In 50 years, for sure, we will see delivery companies transporting packages in 30 minutes or less using self-guided drones. Pizza, flowers, groceries and anything else will be dropped on our doorsteps. Just imagine how that might change our lives — let’s say that you forgot your wedding anniversary. Oops, you check your phone and 30 minutes later you get her a new watch! The end of shopping! Amazing. The same is true if you need new organs. Last week a Frenchman received an artificial heart. In the future, such devices will allow you to replace your heart, liver, lungs or kidneys, mimicking nature using biological materials and sensors.
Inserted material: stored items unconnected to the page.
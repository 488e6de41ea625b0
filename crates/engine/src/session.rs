//! Session: the host-side driver around [`GameController`].
//!
//! The session owns everything time-based that the core deliberately does not:
//! the fixed-step clock, pause, the camera glide, falling fragments, the reset
//! collapse animation and the deferred teardown completion. It is still pure
//! (no I/O besides the optional event log), so it can be stepped in tests.

use log::{debug, info, warn};

use crate::camera::Camera;
use crate::config::Config;
use crate::core::{BoxGeometry, GameController, GameEvent, Teardown};
use crate::debris::{Debris, DebrisField};
use crate::event_log::{EventLog, EventRecord};
use crate::scene::Scene;
use crate::scheduler::Scheduler;
use crate::types::{GameAction, GamePhase, CAMERA_MOVE_MS};

/// How long the "perfect" highlight stays up after a bonus placement.
pub const BONUS_FLASH_MS: u32 = 600;

#[derive(Debug, Clone)]
struct Collapse {
    teardown: Teardown,
    removed: Vec<BoxGeometry>,
    started_ms: u64,
}

impl Collapse {
    fn elapsed_ms(&self, now_ms: u64) -> u32 {
        now_ms.saturating_sub(self.started_ms).min(u32::MAX as u64) as u32
    }
}

pub struct Session {
    game: GameController,
    tick_ms: u32,
    clock_ms: u64,
    paused: bool,
    camera: Camera,
    debris: DebrisField,
    collapse: Option<Collapse>,
    scheduler: Scheduler,
    event_log: Option<EventLog>,
    bonus_flash_ms: u32,
    /// Reused between pumps.
    inbox: Vec<GameEvent>,
}

impl Session {
    /// Build a session from configuration, opening the event log if one is set.
    pub fn new(config: &Config) -> Self {
        let event_log = config
            .event_log
            .as_ref()
            .and_then(|path| match EventLog::open(path) {
                Ok(log) => Some(log),
                Err(e) => {
                    warn!("event log {} unavailable: {e}", path.display());
                    None
                }
            });
        info!("session seed {} tick {}ms", config.seed, config.tick_ms);
        Self::from_parts(GameController::new(config.seed), config.tick_ms, event_log)
    }

    /// A session without an event log.
    pub fn with_seed(seed: u32, tick_ms: u32) -> Self {
        Self::from_parts(GameController::new(seed), tick_ms, None)
    }

    fn from_parts(game: GameController, tick_ms: u32, event_log: Option<EventLog>) -> Self {
        let camera = Camera::new(game.camera_target());
        let mut session = Self {
            game,
            tick_ms: tick_ms.max(1),
            clock_ms: 0,
            paused: false,
            camera,
            debris: DebrisField::new(),
            collapse: None,
            scheduler: Scheduler::new(),
            event_log,
            bonus_flash_ms: 0,
            inbox: Vec::new(),
        };
        session.game.load();
        session.pump_events();
        session
    }

    pub fn game(&self) -> &GameController {
        &self.game
    }

    pub fn phase(&self) -> GamePhase {
        self.game.phase()
    }

    pub fn tick_ms(&self) -> u32 {
        self.tick_ms
    }

    pub fn clock_ms(&self) -> u64 {
        self.clock_ms
    }

    pub fn paused(&self) -> bool {
        self.paused
    }

    pub fn camera(&self) -> &Camera {
        &self.camera
    }

    pub fn debris(&self) -> &DebrisField {
        &self.debris
    }

    /// Score to display: the live score, or the countdown during a reset.
    pub fn display_score(&self) -> u32 {
        match &self.collapse {
            Some(c) => c.teardown.countdown_at(c.elapsed_ms(self.clock_ms)),
            None => self.game.score(),
        }
    }

    /// Apply a player intent between ticks.
    ///
    /// Returns `false` when the intent had no effect.
    pub fn apply(&mut self, action: GameAction) -> bool {
        match action {
            GameAction::Pause => {
                if self.game.phase() == GamePhase::Loading {
                    return false;
                }
                self.paused = !self.paused;
                debug!("paused: {}", self.paused);
                true
            }
            GameAction::Action => {
                if self.paused {
                    return false;
                }
                let handled = self.game.on_action();
                self.pump_events();
                handled
            }
        }
    }

    /// Advance one fixed timestep.
    pub fn step(&mut self) {
        if self.paused {
            return;
        }

        let dt = self.tick_ms;
        self.clock_ms += dt as u64;

        self.game.on_tick();
        self.camera.advance(dt);
        self.debris.advance(dt);
        self.bonus_flash_ms = self.bonus_flash_ms.saturating_sub(dt);

        if let Some(id) = self.scheduler.poll(self.clock_ms) {
            if !self.game.on_teardown_complete(id) {
                debug!("teardown {id} completion was not accepted");
            }
        }

        self.pump_events();
    }

    pub fn scene_into(&self, out: &mut Scene) {
        self.game.snapshot_into(&mut out.game);

        out.debris.clear();
        out.debris.extend(self.debris.geometries());

        out.collapsing.clear();
        if let Some(c) = &self.collapse {
            let elapsed = c.elapsed_ms(self.clock_ms);
            for (i, g) in c.removed.iter().enumerate() {
                let scale = c.teardown.removal_scale(i as u32, elapsed);
                if scale <= 0.0 {
                    continue;
                }
                out.collapsing.push(shrink_about_center(g, scale));
            }
        }

        out.camera_y = self.camera.look_at();
        out.display_score = self.display_score();
        out.paused = self.paused;
        out.bonus_flash = self.bonus_flash_ms > 0;
    }

    pub fn scene(&self) -> Scene {
        let mut s = Scene::default();
        self.scene_into(&mut s);
        s
    }

    fn pump_events(&mut self) {
        let mut inbox = std::mem::take(&mut self.inbox);
        inbox.extend(self.game.drain_events());
        for event in &inbox {
            self.record(event);
            self.handle(event);
        }
        inbox.clear();
        self.inbox = inbox;
    }

    fn record(&mut self, event: &GameEvent) {
        let Some(log) = self.event_log.as_mut() else {
            return;
        };
        let record = EventRecord {
            t_ms: self.clock_ms,
            run: self.game.run_id(),
            event,
        };
        if let Err(e) = log.write(&record) {
            warn!("event log write failed, disabling it: {e}");
            self.event_log = None;
        }
    }

    fn handle(&mut self, event: &GameEvent) {
        match event {
            GameEvent::Ready { .. } | GameEvent::Started | GameEvent::Missed { .. } => {}
            GameEvent::Spawned { camera_target, .. } => {
                self.camera.retarget(*camera_target, CAMERA_MOVE_MS);
            }
            GameEvent::Placed {
                axis,
                direction,
                bonus,
                placed,
                chopped,
                ..
            } => {
                if let Some(chopped) = chopped {
                    self.debris
                        .spawn(Debris::new(*chopped, placed, *axis, *direction));
                }
                if *bonus {
                    self.bonus_flash_ms = BONUS_FLASH_MS;
                }
            }
            GameEvent::Ended { score } => {
                debug!("game over at {score}");
            }
            GameEvent::TeardownStarted { teardown, removed } => {
                self.scheduler
                    .schedule(teardown.id(), self.clock_ms, teardown.duration_ms());
                self.camera
                    .retarget(self.game.camera_target(), teardown.duration_ms());
                self.bonus_flash_ms = 0;
                self.collapse = Some(Collapse {
                    teardown: *teardown,
                    removed: removed.clone(),
                    started_ms: self.clock_ms,
                });
            }
            GameEvent::TeardownFinished { .. } => {
                self.collapse = None;
            }
        }
    }
}

/// `g` scaled by `scale` around its centre (positions are min corners).
fn shrink_about_center(g: &BoxGeometry, scale: f64) -> BoxGeometry {
    let d = g.dimension;
    let inset = (1.0 - scale) / 2.0;
    let mut out = *g;
    out.position.x += d.width * inset;
    out.position.y += d.height * inset;
    out.position.z += d.depth * inset;
    out.dimension.width *= scale;
    out.dimension.height *= scale;
    out.dimension.depth *= scale;
    out
}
If we take the long view about science and human progress though, it doesn’t matter when drones and artificial organs will ever come into place. What really matters, according to Isaac Asimov, are the implications these new technologies will have for our society. As mentioned, mankind is already suffering and will suffer more and more from the “disease of boredom” in the future. Life expectancy will one day hit 90 years in some parts of the world, while the world continues to become extremely automated. Faced with overpopulated cities, extreme unemployment and serious budget constraints, all governments will have to answer the same questions: why did we fail to prepare our people to live in the future? Why did we delay policies to address our aging population and brain drain issues? Why did we wait so long to develop our creative industries and fight mass markets? The truth, however, is that the answers to those questions won’t matter anymore because it will all be too late.